Auch wenn die stiftungsaufsichtliche Genehmigung, die hier jüngeren Datums ist, für sich nicht den erforderlichen Nachweis erbringt, kommt ihr bei der Gesamtwürdigung doch Bedeutung zu. Es ist jedenfalls unwahrscheinlich, dass die Aufsichtsbehörde die Genehmigung zu der Zustimmung des Pfarrers erteilt hätte, wenn dieser aus seinem Amt ausgeschieden (Can. 538 CIC) und damit nicht mehr Inhaber der Pfarrpfründe wäre. Ingesamt kann damit noch von einem ausreichenden Nachweis der Vertretungsbefugnis des Pfarrers ausgegangen werden.

b) Das Landgericht hat bei der Zustimmung der Eigentümerin als einer zur Eintragung erforderlichen Erklärung beanstandet, dass zwar das zu belastende Erbbaurecht, jedoch nicht das einzutragende Recht ausreichend bestimmt bezeichnet sei. Dem vermag der Senat nicht zu folgen.

(1) Der grundbuchrechtliche Bestimmtheitsgrundsatz verlangt in formeller Hinsicht (vgl. Meikel/Böttcher Einl. Rn. D 11), dass im Grundbuchverfahren nur klare und eindeutige Eintragungsunterlagen verwendbar sind, die den Willen des Erklärenden unzweideutig erkennen lassen. Dies erfordert der Zweck des Grundbuchs, auf sicherer Grundlage bestimmte und eindeutige Rechtsverhältnisse für unbewegliche Sachen zu schaffen und zu erhalten (z.B. BayObLG Rpfleger 1994, 58 f.; OLG Frankfurt Rpfleger 1993, 147 f.).
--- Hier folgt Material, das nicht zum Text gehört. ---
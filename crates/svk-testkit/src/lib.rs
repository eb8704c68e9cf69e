//! Shared fixtures for unit and scenario tests.
//!
//! Builders produce canonical hourly record sets with plausible MW values;
//! the `without_*` helpers punch holes into them. `producers` has in-memory
//! [`Producer`] implementations for driving the ingest pipeline.
//!
//! [`Producer`]: svk_records::Producer

pub mod producers;

use std::path::{Path, PathBuf};

use anyhow::{Context, Result};
use chrono::{Days, NaiveDate};
use svk_records::{csv_store, Record, RecordSet, CONSUMPTION_COLUMN, FORECAST_COLUMN};

pub use producers::{FailingProducer, RecordingProducer, StaticProducer};

/// `NaiveDate` from literal parts. Panics on an invalid date.
pub fn date(y: i32, m: u32, d: u32) -> NaiveDate {
    NaiveDate::from_ymd_opt(y, m, d).unwrap_or_else(|| panic!("invalid test date {y}-{m}-{d}"))
}

/// One record for `day` at `hour`, with forecast and consumption values that
/// vary by hour and stay well inside the plausible MW range.
pub fn hourly_record(day: NaiveDate, hour: u32) -> Record {
    let forecast = 14_000 + hour * 150;
    let consumption = forecast - 120 + (hour % 5) * 40;
    Record::new(day.format("%Y-%m-%d").to_string(), hour.to_string())
        .with_field(FORECAST_COLUMN, forecast.to_string())
        .with_field(CONSUMPTION_COLUMN, consumption.to_string())
}

/// 24 records per day for `days` consecutive days starting at `start`.
pub fn hourly_days(start: NaiveDate, days: u32) -> RecordSet {
    let mut rows = Vec::with_capacity(days as usize * 24);
    for offset in 0..days {
        let day = start + Days::new(u64::from(offset));
        rows.extend((0..24).map(|h| hourly_record(day, h)));
    }
    RecordSet::from_records(rows)
}

/// Full hourly coverage of `[today - days_back, today]`.
pub fn trailing_window(today: NaiveDate, days_back: u32) -> RecordSet {
    hourly_days(today - Days::new(u64::from(days_back)), days_back + 1)
}

/// Copy of `set` with every row for `day` removed.
pub fn without_date(set: &RecordSet, day: NaiveDate) -> RecordSet {
    retain(set, |r| r.parsed_date() != Some(day))
}

/// Copy of `set` with the given hours of `day` removed.
pub fn without_hours(set: &RecordSet, day: NaiveDate, hours: &[u32]) -> RecordSet {
    retain(set, |r| {
        !(r.parsed_date() == Some(day) && r.parsed_hour().is_some_and(|h| hours.contains(&h)))
    })
}

/// Copy of `set` with `column` overwritten to `value` on every row of `day`.
pub fn with_values(set: &RecordSet, day: NaiveDate, column: &str, value: &str) -> RecordSet {
    let records = set
        .iter()
        .map(|r| {
            if r.parsed_date() == Some(day) {
                r.clone().with_field(column, value)
            } else {
                r.clone()
            }
        })
        .collect();
    RecordSet::new(set.columns().to_vec(), records)
}

fn retain(set: &RecordSet, keep: impl Fn(&Record) -> bool) -> RecordSet {
    let records = set.iter().filter(|r| keep(r)).cloned().collect();
    RecordSet::new(set.columns().to_vec(), records)
}

/// Write `set` as a CSV file named `name` under `dir`.
pub fn write_csv_fixture(dir: &Path, name: &str, set: &RecordSet) -> Result<PathBuf> {
    let path = dir.join(name);
    csv_store::write_path(&path, set)
        .with_context(|| format!("write csv fixture: {}", path.display()))?;
    Ok(path)
}

/// A scratch data directory that is removed on drop.
pub fn scratch_dir() -> Result<tempfile::TempDir> {
    tempfile::tempdir().context("create scratch dir")
}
Insbesondere bedürfen zur Eintragung erforderliche Erklärungen, zu denen die Zustimmung des Grundstückseigentümers nach § 5 Abs. 2 ErbbauVO zu zählen ist (§ 15 ErbbauVO), des Nachweises in der Form des § 29 Abs. 1 Satz 1 GBO (KEHE/Herrmann § 29 Rn. 19 und 40).

(2) Vernünftige Zweifel daran, dass die Zustimmung des Pfarrers die verfahrensgegenständliche Reallastbestellung betrifft, bestehen nicht.

Irgendwelche Anhaltspunkte dafür, dass am selben Tag vor demselben Notar noch eine weitere Reallast zu Lasten des Erbbaurechts an dem Grundstück der Pfarrpfründestiftung bestellt worden wäre, liegen nicht vor. Entfernt liegende Möglichkeiten, die nur theoretische Bedeutung hätten, können nicht berücksichtigt werden. Hinzu kommt, dass die stiftungsaufsichtliche Genehmigung die Urkundenrollennummer der Reallastbestellung nennt.